• [Exercise description]: What lines of the data hold the string "source"? Copy them all.

• [The data]:
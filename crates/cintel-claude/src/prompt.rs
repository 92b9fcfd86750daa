//! The analysis prompt templates.
//!
//! The template wording is part of the contract, not free text: the bold
//! section markers in the free-text template are what the report renderer
//! splits on, and the JSON schema in the structured template is what
//! [`cintel_core::StructuredAnalysis`] deserializes. Edits here must move in
//! lockstep with both.

use cintel_core::{AnalysisMode, Comment};

/// At most this many comments are interpolated into a prompt, in the order
/// the comments API returned them.
pub const MAX_PROMPT_COMMENTS: usize = 30;

/// Build the full prompt for one analysis request.
#[must_use]
pub fn build_prompt(competitor_name: &str, comments: &[Comment], mode: AnalysisMode) -> String {
    let comments_text = numbered_comments(comments);
    match mode {
        AnalysisMode::FreeText => free_text_prompt(competitor_name, &comments_text),
        AnalysisMode::Structured => structured_prompt(competitor_name, &comments_text),
    }
}

/// `Comment N: <text>` lines, newline-joined, capped at
/// [`MAX_PROMPT_COMMENTS`], input order preserved.
fn numbered_comments(comments: &[Comment]) -> String {
    comments
        .iter()
        .take(MAX_PROMPT_COMMENTS)
        .enumerate()
        .map(|(i, comment)| format!("Comment {}: {}", i + 1, comment.text))
        .collect::<Vec<_>>()
        .join("\n")
}

fn free_text_prompt(competitor_name: &str, comments_text: &str) -> String {
    let upper = competitor_name.to_uppercase();
    format!(
        "You are a competitive intelligence analyst for a marketing team. Analyze these YouTube comments about {competitor_name} and provide strategic insights.\n\
        \n\
        Comments to analyze:\n\
        {comments_text}\n\
        \n\
        Please provide a comprehensive competitive analysis in the following structure:\n\
        \n\
        **WHAT CUSTOMERS LOVE ABOUT {upper}:**\n\
        - List specific features, benefits, or aspects customers praise\n\
        - Include direct quotes when relevant\n\
        \n\
        **PAIN POINTS & CUSTOMER FRUSTRATIONS:**\n\
        - Identify complaints, issues, or negative feedback\n\
        - Look for recurring problems or unmet needs\n\
        \n\
        **{upper}'S KEY SELLING POINTS:**\n\
        - What value propositions are customers responding to?\n\
        - What differentiators are mentioned?\n\
        \n\
        **{upper}'S VULNERABILITIES:**\n\
        - Areas where they're failing customers\n\
        - Gaps in their offering or service\n\
        \n\
        **STRATEGIC MARKETING OPPORTUNITIES:**\n\
        - How can we position against these weaknesses?\n\
        - What customer needs are unmet?\n\
        \n\
        **HOW YOU CAN DIFFERENTIATE:**\n\
        - Specific recommendations for competitive advantage\n\
        - Areas to focus product development or marketing\n\
        \n\
        Keep insights actionable and business-focused. Use bullet points for clarity."
    )
}

fn structured_prompt(competitor_name: &str, comments_text: &str) -> String {
    format!(
        "Analyze these YouTube comments about the competitor product: {competitor_name}\n\
        \n\
        Provide competitive intelligence insights for a marketing team that wants to understand how this competitor is being perceived by customers.\n\
        \n\
        Comments:\n\
        {comments_text}\n\
        \n\
        Please provide a comprehensive competitive analysis in the following JSON format:\n\
        \n\
        {{\n\
        \x20   \"sentiment_summary\": {{\n\
        \x20       \"positive_count\": 0,\n\
        \x20       \"negative_count\": 0,\n\
        \x20       \"neutral_count\": 0,\n\
        \x20       \"total_comments\": 0\n\
        \x20   }},\n\
        \x20   \"key_themes\": {{\n\
        \x20       \"positive_aspects\": [\n\
        \x20           {{\"theme\": \"what customers love about this competitor\", \"mentions\": 0, \"sample_comments\": [\"comment1\", \"comment2\"]}}\n\
        \x20       ],\n\
        \x20       \"negative_aspects\": [\n\
        \x20           {{\"theme\": \"customer pain points and frustrations\", \"mentions\": 0, \"sample_comments\": [\"comment1\", \"comment2\"]}}\n\
        \x20       ]\n\
        \x20   }},\n\
        \x20   \"product_insights\": {{\n\
        \x20       \"strengths\": [\n\
        \x20           {{\"feature\": \"competitor's key selling point\", \"description\": \"why customers choose this competitor\", \"frequency\": 0}}\n\
        \x20       ],\n\
        \x20       \"weaknesses\": [\n\
        \x20           {{\"feature\": \"competitor vulnerability\", \"description\": \"where this competitor falls short\", \"frequency\": 0}}\n\
        \x20       ],\n\
        \x20       \"suggestions\": [\n\
        \x20           \"how your company can differentiate and compete\",\n\
        \x20           \"market opportunities to exploit\"\n\
        \x20       ]\n\
        \x20   }},\n\
        \x20   \"marketing_insights\": [\n\
        \x20       \"strategic opportunities for competitive positioning\",\n\
        \x20       \"messaging gaps you can exploit\",\n\
        \x20       \"market segments where competitor is weak\"\n\
        \x20   ]\n\
        }}\n\
        \n\
        Focus on competitive intelligence: competitor strengths to be aware of, weaknesses to exploit, customer expectations, pricing perceptions, and opportunities for differentiation. Frame everything from the perspective of helping a marketing team compete against this product."
    )
}
use serde::{Deserialize, Serialize};

/// Result of one generation-API analysis call.
///
/// Serialized untagged so the `/analyze` response carries either the raw
/// analysis string, the structured object, or the parse-failure fallback
/// under the same `analysis` key, and export requests round-trip all three.
/// Variant order matters for deserialization: the structured shape is the
/// most specific, the bare string the least.
#[derive(Debug, Clone, Serialize, Deserialize)]
#[serde(untagged)]
pub enum Analysis {
    Structured(StructuredAnalysis),
    /// The model response contained no parseable JSON block; the raw text is
    /// kept so callers can still show something.
    Unparsed { error: String, raw_response: String },
    Text(String),
}

impl Analysis {
    #[must_use]
    pub fn as_structured(&self) -> Option<&StructuredAnalysis> {
        match self {
            Analysis::Structured(s) => Some(s),
            _ => None,
        }
    }

    /// The raw analysis text, for renderers that want a verbatim body.
    /// Structured analyses have no single text body and return `None`.
    #[must_use]
    pub fn raw_text(&self) -> Option<&str> {
        match self {
            Analysis::Text(s) => Some(s),
            Analysis::Unparsed { raw_response, .. } => Some(raw_response),
            Analysis::Structured(_) => None,
        }
    }
}

/// Structured competitive analysis with fixed section keys.
///
/// All four top-level keys are required: a response missing one is treated
/// as unparseable rather than silently half-filled. Inner lists default to
/// empty when absent.
#[derive(Debug, Clone, Serialize, Deserialize)]
pub struct StructuredAnalysis {
    pub sentiment_summary: SentimentSummary,
    pub key_themes: KeyThemes,
    pub product_insights: ProductInsights,
    pub marketing_insights: Vec<String>,
}

/// Comment counts by sentiment class.
#[derive(Debug, Clone, Serialize, Deserialize)]
pub struct SentimentSummary {
    pub positive_count: u64,
    pub negative_count: u64,
    pub neutral_count: u64,
    pub total_comments: u64,
}

#[derive(Debug, Clone, Serialize, Deserialize)]
pub struct KeyThemes {
    #[serde(default)]
    pub positive_aspects: Vec<Theme>,
    #[serde(default)]
    pub negative_aspects: Vec<Theme>,
}

/// A recurring topic in the comments, with up to a few verbatim quotes.
#[derive(Debug, Clone, Serialize, Deserialize)]
pub struct Theme {
    pub theme: String,
    #[serde(default)]
    pub mentions: u64,
    #[serde(default)]
    pub sample_comments: Vec<String>,
}

#[derive(Debug, Clone, Serialize, Deserialize)]
pub struct ProductInsights {
    #[serde(default)]
    pub strengths: Vec<InsightEntry>,
    #[serde(default)]
    pub weaknesses: Vec<InsightEntry>,
    #[serde(default)]
    pub suggestions: Vec<String>,
}

/// A competitor strength or vulnerability with how often it came up.
#[derive(Debug, Clone, Serialize, Deserialize)]
pub struct InsightEntry {
    pub feature: String,
    #[serde(default)]
    pub description: String,
    #[serde(default)]
    pub frequency: u64,
}
use thiserror::Error;

/// Errors returned by the `YouTube` Data API client.
#[derive(Debug, Error)]
pub enum YoutubeError {
    /// Network or TLS failure from the underlying HTTP client.
    #[error("HTTP error: {0}")]
    Http(#[from] reqwest::Error),

    /// The API returned a non-2xx status; the upstream message is kept for
    /// diagnosis.
    #[error("YouTube API error (status {status}): {message}")]
    Api { status: u16, message: String },

    /// The configured base URL could not be parsed.
    #[error("invalid base URL '{0}'")]
    InvalidBaseUrl(String),

    /// The response body could not be deserialized into the expected type.
    #[error("JSON deserialization error for {context}: {source}")]
    Deserialize {
        context: String,
        #[source]
        source: serde_json::Error,
    },
}
//! Video-URL parsing.

use url::Url;

/// Extract a video id from a user-supplied `YouTube` URL.
///
/// Recognizes the `youtube.com/watch?v=<id>` query form (independent of the
/// ordering of other query parameters) and the `youtu.be/<id>` short-link
/// form, with or without a scheme. Returns `None` for any other shape; the
/// caller treats that as a user-input error, never a crash.
#[must_use]
pub fn extract_video_id(raw: &str) -> Option<String> {
    let trimmed = raw.trim();
    if trimmed.is_empty() {
        return None;
    }

    // Users paste URLs without a scheme often enough that the original
    // accepted them; retry with an https prefix before giving up.
    let parsed = Url::parse(trimmed)
        .or_else(|_| Url::parse(&format!("https://{trimmed}")))
        .ok()?;

    let host = parsed.host_str()?;

    if host == "youtu.be" {
        return parsed
            .path_segments()
            .and_then(|mut segments| segments.next())
            .filter(|id| !id.is_empty())
            .map(ToOwned::to_owned);
    }

    if host == "youtube.com" || host.ends_with(".youtube.com") {
        return parsed
            .query_pairs()
            .find(|(key, _)| key.as_ref() == "v")
            .map(|(_, value)| value.into_owned())
            .filter(|id| !id.is_empty());
    }

    None
}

• [Solved exercise]:
    #[error("JSON deserialization error for {context}: {source}")]
        #[source]
        source: serde_json::Error,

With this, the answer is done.